The 10th Anniversary of the EU-Turkey Statement: A Decade of Disregard for Human Rights and the Rule of Law
The EU-Turkey Statement, signed on 18 March 2016, is marking its 10th anniversary. The decade that has passed has made it clear that this Statement is not a mechanism that protects the rights of people on the move but rather an externalization policy that turns them into objects of political bargaining, erodes their fundamental rights and pushes the rule of law to the margins.
Ten years of experience have demonstrated just how one-sided, short-sighted and unsustainable a model the Statement truly is. At this point, the Statement has become effectively non-functional; a reality that reveals how migration management has been built on short-term political interests rather than legal safeguards and rights-based principles. In the period that followed, the Statement weakened access to asylum, deepened vulnerabilities and normalized the notion that people seeking protection can be kept away from Europe at any cost.
Presented as a temporary solution, the Statement has over time transformed into a permanent structure that keeps refugees and migrants trapped in uncertainty and precariousness.
Today, Turkey and the Greek islands have become testing grounds for the European Union’s policies of surveillance, deterrence and detention. In both countries, the living conditions of asylum seekers and refugees worsen by the day and what was meant to be temporary has become permanent. More critically, the gap in transparency and accountability created by the Statement has largely prevented the effective monitoring of rights violations occurring on both the Turkish and European Union sides.
Although the return dimension of the EU-Turkey Statement has now effectively ceased to function, it lives on in the “Fortress Europe” logic to which it gave rise and lent legitimacy.
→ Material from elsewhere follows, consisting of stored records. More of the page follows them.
//! HTTP viewer boundary for mdview.
//!
//! Serves the documentation viewer with axum: one page route that
//! resolves the active document from the `doc` query parameter,
//! renders its body and heading tree, and embeds both into the page
//! shell, plus a small static route for the embedded stylesheets.
//!
//! The document repository is built once at startup from a filesystem
//! scan and shared read-only across requests. An empty source
//! directory aborts startup; a viewer with nothing to show is a
//! configuration error.
//!
//! # Quick Start
//!
//! ```ignore
//! use std::path::PathBuf;
//! use mdview_server::{ServerConfig, run_server};
//!
//! #[tokio::main]
//! async fn main() {
//!     let config = ServerConfig {
//!         host: "127.0.0.1".to_string(),
//!         port: 7878,
//!         source_dir: PathBuf::from("docs"),
//!         ..ServerConfig::default()
//!     };
//!
//!     run_server(config).await.unwrap();
//! }
//! ```

mod app;
mod error;
mod handlers;
mod page;
mod state;
mod static_files;

use std::net::SocketAddr;
use std::path::PathBuf;
use std::str::FromStr;
use std::sync::Arc;

use mdview_site::DocRepository;
use mdview_storage::{FsStorage, Storage};
use state::AppState;

/// Server configuration.
#[derive(Clone, Debug)]
pub struct ServerConfig {
    /// Host address to bind to.
    pub host: String,
    /// Port to listen on.
    pub port: u16,
    /// Documentation source directory.
    pub source_dir: PathBuf,
    /// Page title and navbar brand.
    pub title: String,
    /// Label of the document-switcher menu.
    pub menu_label: String,
    /// Serve the dark stylesheet set.
    pub dark_mode: bool,
}

impl Default for ServerConfig {
    fn default() -> Self {
        Self {
            host: "127.0.0.1".to_owned(),
            port: 7878,
            source_dir: PathBuf::from("docs"),
            title: "Documentation".to_owned(),
            menu_label: "Available documents".to_owned(),
            dark_mode: false,
        }
    }
}

/// Run the server.
///
/// Scans the source directory once, then serves until Ctrl-C.
///
/// # Errors
///
/// Returns an error if the source directory holds no documents or the
/// server fails to bind.
pub async fn run_server(config: ServerConfig) -> Result<(), Box<dyn std::error::Error>> {
    let storage: Arc<dyn Storage> = Arc::new(FsStorage::new(config.source_dir.clone()));

    // Refuses to start on an empty repository (RepoError::Empty).
    let repo = DocRepository::scan(storage.as_ref())?;
    tracing::info!(
        source_dir = %config.source_dir.display(),
        documents = repo.documents().len(),
        "Document repository ready"
    );

    let state = Arc::new(AppState {
        repo,
        storage,
        title: config.title,
        menu_label: config.menu_label,
        dark_mode: config.dark_mode,
    });

    let app = app::create_router(state);

    let addr = SocketAddr::from_str(&format!("{}:{}", config.host, config.port))?;
    tracing::info!(address = %addr, "Starting server");

    let listener = tokio::net::TcpListener::bind(addr).await?;
    axum::serve(listener, app)
        .with_graceful_shutdown(shutdown_signal())
        .await?;

    Ok(())
}

/// Wait for shutdown signal (Ctrl-C).
async fn shutdown_signal() {
    tokio::signal::ctrl_c()
        .await
        .expect("Failed to install Ctrl+C handler");
    tracing::info!("Shutdown signal received, stopping server...");
}

/// Create server configuration from an mdview config.
#[must_use]
pub fn server_config_from_config(config: &mdview_config::Config) -> ServerConfig {
    ServerConfig {
        host: config.server.host.clone(),
        port: config.server.port,
        source_dir: config.docs.source_dir.clone(),
        title: config.viewer.title.clone(),
        menu_label: config.viewer.menu_label.clone(),
        dark_mode: config.viewer.dark_mode,
    }
}

#[cfg(test)]
mod tests {
    use pretty_assertions::assert_eq;

    use super::*;

    #[test]
    fn test_server_config_default() {
        let config = ServerConfig::default();

        assert_eq!(config.host, "127.0.0.1");
        assert_eq!(config.port, 7878);
        assert_eq!(config.source_dir, PathBuf::from("docs"));
        assert!(!config.dark_mode);
    }

    #[test]
    fn test_server_config_from_config() {
        let mut loaded = mdview_config::Config::default();
        loaded.server.port = 9000;
        loaded.viewer.title = "My Docs".to_owned();
        loaded.viewer.dark_mode = true;

        let config = server_config_from_config(&loaded);

        assert_eq!(config.port, 9000);
        assert_eq!(config.title, "My Docs");
        assert!(config.dark_mode);
    }
}
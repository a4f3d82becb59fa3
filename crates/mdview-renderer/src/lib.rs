//! Markdown header extraction and HTML conversion for mdview.
//!
//! Two passes over the same document text:
//!
//! - [`parse`] is a line-level side pass that recognizes ATX headings
//!   and synthesizes the nested [`HeaderNode`] tree used for in-page
//!   navigation. It never touches the document body.
//! - [`render_markdown`] converts the body to HTML with
//!   `pulldown-cmark`, injecting `id` attributes on headings.
//!
//! Both passes assign anchors with the same [`Slugger`], so a
//! `#anchor` link produced from the header tree resolves to the
//! heading the converter emitted.
//!
//! # Example
//!
//! ```
//! use mdview_renderer::parse;
//!
//! let doc = parse("# Intro\n\n## Setup\n\nBody text.").unwrap();
//! assert_eq!(doc.headers.len(), 1);
//! assert_eq!(doc.headers[0].children[0].anchor, "setup");
//! ```

mod headers;
mod html;
mod slug;

pub use headers::{HeaderError, HeaderNode, ParsedDocument, extract_headers, parse};
pub use html::{escape_html, render_markdown};
pub use slug::{Slugger, slugify};
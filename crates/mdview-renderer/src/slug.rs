//! Anchor slug generation.
//!
//! [`slugify`] turns heading text into a URL-fragment-safe identifier;
//! [`Slugger`] makes slugs unique within one document by appending a
//! numeric suffix on collision.

use std::collections::HashSet;

use crate::headers::HeaderError;

/// Fallback slug for headings with no alphanumeric characters.
const FALLBACK_SLUG: &str = "section";

/// Upper bound on numeric suffix probing before giving up.
const MAX_SUFFIX_ATTEMPTS: usize = 999;

/// Compute a URL-safe slug from heading text.
///
/// Lower-cases the text, collapses every run of non-alphanumeric
/// characters to a single `-`, and trims leading/trailing separators.
/// Returns an empty string when the text contains no alphanumerics.
///
/// # Examples
///
/// ```
/// use mdview_renderer::slugify;
///
/// assert_eq!(slugify("Section Title"), "section-title");
/// assert_eq!(slugify("Install `npm`!"), "install-npm");
/// assert_eq!(slugify("---"), "");
/// ```
#[must_use]
pub fn slugify(text: &str) -> String {
    let mut slug = String::with_capacity(text.len());
    let mut pending_separator = false;

    for c in text.chars() {
        if c.is_alphanumeric() {
            if pending_separator && !slug.is_empty() {
                slug.push('-');
            }
            pending_separator = false;
            slug.extend(c.to_lowercase());
        } else {
            pending_separator = true;
        }
    }

    slug
}

/// Per-document anchor allocator.
///
/// Tracks every anchor handed out so far and disambiguates collisions
/// deterministically: the first "Notes" heading gets `notes`, the next
/// `notes-1`, and so on, always taking the first unused candidate.
/// One instance covers one document; a fresh document gets a fresh
/// `Slugger`.
#[derive(Debug, Default)]
pub struct Slugger {
    assigned: HashSet<String>,
}

impl Slugger {
    /// Create a new slugger with no assigned anchors.
    #[must_use]
    pub fn new() -> Self {
        Self::default()
    }

    /// Assign a unique anchor for the given heading text.
    ///
    /// # Errors
    ///
    /// Returns [`HeaderError::AnchorOverflow`] when the suffix probe
    /// exhausts its bound, which takes on the order of a thousand
    /// identically-titled headings.
    pub fn assign(&mut self, text: &str) -> Result<String, HeaderError> {
        let base = slugify(text);
        let base = if base.is_empty() {
            FALLBACK_SLUG.to_owned()
        } else {
            base
        };

        if self.assigned.insert(base.clone()) {
            return Ok(base);
        }

        for n in 1..=MAX_SUFFIX_ATTEMPTS {
            let candidate = format!("{base}-{n}");
            if self.assigned.insert(candidate.clone()) {
                return Ok(candidate);
            }
        }

        Err(HeaderError::AnchorOverflow(base))
    }
}

#[cfg(test)]
mod tests {
    use pretty_assertions::assert_eq;

    use super::*;

    #[test]
    fn test_slugify_lowercases() {
        assert_eq!(slugify("Getting Started"), "getting-started");
    }

    #[test]
    fn test_slugify_collapses_runs() {
        assert_eq!(slugify("a -- b ?? c"), "a-b-c");
    }

    #[test]
    fn test_slugify_trims_separators() {
        assert_eq!(slugify("  !Intro!  "), "intro");
    }

    #[test]
    fn test_slugify_keeps_digits() {
        assert_eq!(slugify("Step 2 of 3"), "step-2-of-3");
    }

    #[test]
    fn test_slugify_unicode() {
        assert_eq!(slugify("Über uns"), "über-uns");
    }

    #[test]
    fn test_slugify_empty_for_symbols_only() {
        assert_eq!(slugify("???"), "");
    }

    #[test]
    fn test_slugger_first_wins_base() {
        let mut slugger = Slugger::new();

        assert_eq!(slugger.assign("Notes").unwrap(), "notes");
    }

    #[test]
    fn test_slugger_suffixes_duplicates() {
        let mut slugger = Slugger::new();

        assert_eq!(slugger.assign("FAQ").unwrap(), "faq");
        assert_eq!(slugger.assign("FAQ").unwrap(), "faq-1");
        assert_eq!(slugger.assign("FAQ").unwrap(), "faq-2");
    }

    #[test]
    fn test_slugger_skips_taken_candidates() {
        let mut slugger = Slugger::new();

        // "Notes 1" claims notes-1 before the duplicate "Notes" probes it.
        assert_eq!(slugger.assign("Notes").unwrap(), "notes");
        assert_eq!(slugger.assign("Notes 1").unwrap(), "notes-1");
        assert_eq!(slugger.assign("Notes").unwrap(), "notes-2");
    }

    #[test]
    fn test_slugger_fallback_for_empty_slug() {
        let mut slugger = Slugger::new();

        assert_eq!(slugger.assign("!!!").unwrap(), "section");
        assert_eq!(slugger.assign("???").unwrap(), "section-1");
    }

    #[test]
    fn test_slugger_overflow_after_bound() {
        let mut slugger = Slugger::new();

        for _ in 0..1000 {
            slugger.assign("dup").unwrap();
        }

        assert!(matches!(
            slugger.assign("dup"),
            Err(HeaderError::AnchorOverflow(base)) if base == "dup"
        ));
    }
}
In this sense, the true legacy of the EU-Turkey Statement is not a fair and sustainable asylum system, but the institutionalization of an externalization politics that the European Union is actively seeking to export to other countries, along with the erosion of accountability and the reduction of refugees and migrants to political bargaining chips.
As Mülteci-Der, we call upon the European Union and Turkey to abandon policies of containment and deterrence and to adopt a rights-based approach grounded in international protection, genuine responsibility-sharing, safe and legal pathways, transparency and accountability.
Refugees and migrants are people, not political currency.